Whatever! Your are pointless!


----------



## Dexter Morgan (Dec 8, 2011)

FourtyPlus said:


> Whatever! Your are pointless!


:lol: :rofl:

I wasn't even referring to you, or addressing you when you decided to chime in with your irrelevancy.

If you can't take the heat, stay out of the kitchen, cheater.

"Whatever!" :rofl: Nice one.


----------



## Lon (Jun 6, 2011)

I am sure the DS does have mind movies, but unlike the BS they likely enjoy them because it is a reminder to them of getting something they really wanted and enjoyed having. There sometimes may be guilt associated from it, perhaps even enough guilt to trump whatever pleasure they got out of their choices... but nonetheless when the mind movies were being shot live, the good feeling chemicals were present when recording those scenes to memory, the DS will always associate their actions with their AP with the pleasure centers of the brain, it was gratifying to them and will therefore always be. It is only rational thought and long term consequences that forces the cheater to deal with reality at some point down the road.

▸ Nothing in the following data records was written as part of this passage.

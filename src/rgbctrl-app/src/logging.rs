// SPDX-FileCopyrightText: 2026 rgbctrl contributors
//
// SPDX-License-Identifier: BSD-2-Clause

use tracing::Level;
use tracing_subscriber::FmtSubscriber;

/// Initialize logging with optional level from config.
/// Falls back to INFO if level is None or invalid.
pub fn init_logging(log_level: Option<&str>) {
    let level = log_level
        .and_then(|s| s.parse::<Level>().ok())
        .unwrap_or(Level::INFO);

    FmtSubscriber::builder()
        .with_target(false)
        .with_max_level(level)
        .init();
}
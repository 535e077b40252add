// SPDX-FileCopyrightText: 2026 rgbctrl contributors
//
// SPDX-License-Identifier: BSD-2-Clause

//! Serial transmit backend, speaking the Adalight frame protocol: a
//! `"Ada"` magic, big-endian pixel count minus one, a checksum byte, then
//! the raw RGB triples for every physical pixel across all four channels
//! in channel order.

use std::future::Future;
use std::pin::Pin;

use tokio::io::AsyncWriteExt;
use tokio_serial::{SerialPortBuilderExt, SerialStream};

use rgbctrl_core::pixel::{CHANNELS, MAX_PER_CHANNEL};
use rgbctrl_core::{DynResult, Frame};

use crate::{SinkAccess, Transmit};

const MAGIC: &[u8; 3] = b"Ada";
const TOTAL_PIXELS: usize = CHANNELS * MAX_PER_CHANNEL;

pub struct SerialSink {
    port: SerialStream,
}

impl SerialSink {
    pub fn open(path: &str, baud: u32) -> DynResult<Self> {
        let port = tokio_serial::new(path, baud).open_native_async()?;
        Ok(SerialSink { port })
    }

    fn encode(frame: &Frame) -> Vec<u8> {
        let count_minus_one = (TOTAL_PIXELS - 1) as u16;
        let hi = (count_minus_one >> 8) as u8;
        let lo = (count_minus_one & 0xFF) as u8;
        let checksum = hi ^ lo ^ 0x55;

        let mut buf = Vec::with_capacity(6 + TOTAL_PIXELS * 3);
        buf.extend_from_slice(MAGIC);
        buf.push(hi);
        buf.push(lo);
        buf.push(checksum);
        for channel in frame.channels.iter() {
            for pixel in channel.iter() {
                buf.push(pixel.r);
                buf.push(pixel.g);
                buf.push(pixel.b);
            }
        }
        buf
    }
}

impl Transmit for SerialSink {
    fn show<'a>(
        &'a mut self,
        frame: &'a Frame,
    ) -> Pin<Box<dyn Future<Output = DynResult<()>> + Send + 'a>> {
        Box::pin(async move {
            let buf = Self::encode(frame);
            self.port.write_all(&buf).await?;
            self.port.flush().await?;
            Ok(())
        })
    }
}

pub(crate) fn serial_factory(access: SinkAccess) -> DynResult<Box<dyn Transmit>> {
    match access {
        SinkAccess::Serial { path, baud } => Ok(Box::new(SerialSink::open(&path, baud)?)),
        SinkAccess::Dummy => Err("serial backend requires a Serial access descriptor".into()),
    }
}

#[cfg(test)]
mod tests {
    use super::*;

    #[test]
    fn header_encodes_pixel_count_minus_one() {
        let frame = Frame::black();
        let buf = SerialSink::encode(&frame);
        assert_eq!(&buf[0..3], MAGIC);
        let count_minus_one = ((buf[3] as u16) << 8) | buf[4] as u16;
        assert_eq!(count_minus_one as usize, TOTAL_PIXELS - 1);
        assert_eq!(buf[5], buf[3] ^ buf[4] ^ 0x55);
    }

    #[test]
    fn payload_length_matches_total_pixels() {
        let frame = Frame::black();
        let buf = SerialSink::encode(&frame);
        assert_eq!(buf.len(), 6 + TOTAL_PIXELS * 3);
    }
}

When reason is being overridden by the fog the not so nice consequences all seem to fall onto the LS.


----------



## snap (Oct 3, 2011)

Let's call a spade a spade. For WS, those are not "mind movies", they are _memories_. There is no uncertainty or guessing. 


And, given that those memories stem from experiences coming from their conscious life choices, I think "suffer" is the wrong word here.


----------



## FourtyPlus (Dec 18, 2011)

Lon said:


> I am sure the DS does have mind movies, but unlike the BS they likely enjoy them because it is a reminder to them of getting something they really wanted and enjoyed having. There sometimes may be guilt associated from it, perhaps even enough guilt to trump whatever pleasure they got out of their choices... but nonetheless when the mind movies were being shot live, the good feeling chemicals were present when recording those scenes to memory, the DS will always associate their actions with their AP with the pleasure centers of the brain, it was gratifying to them and will therefore always be. It is only rational thought and long term consequences that forces the cheater to deal with reality at some point down the road. When reason is being overridden by the fog the not so nice consequences all seem to fall onto the LS.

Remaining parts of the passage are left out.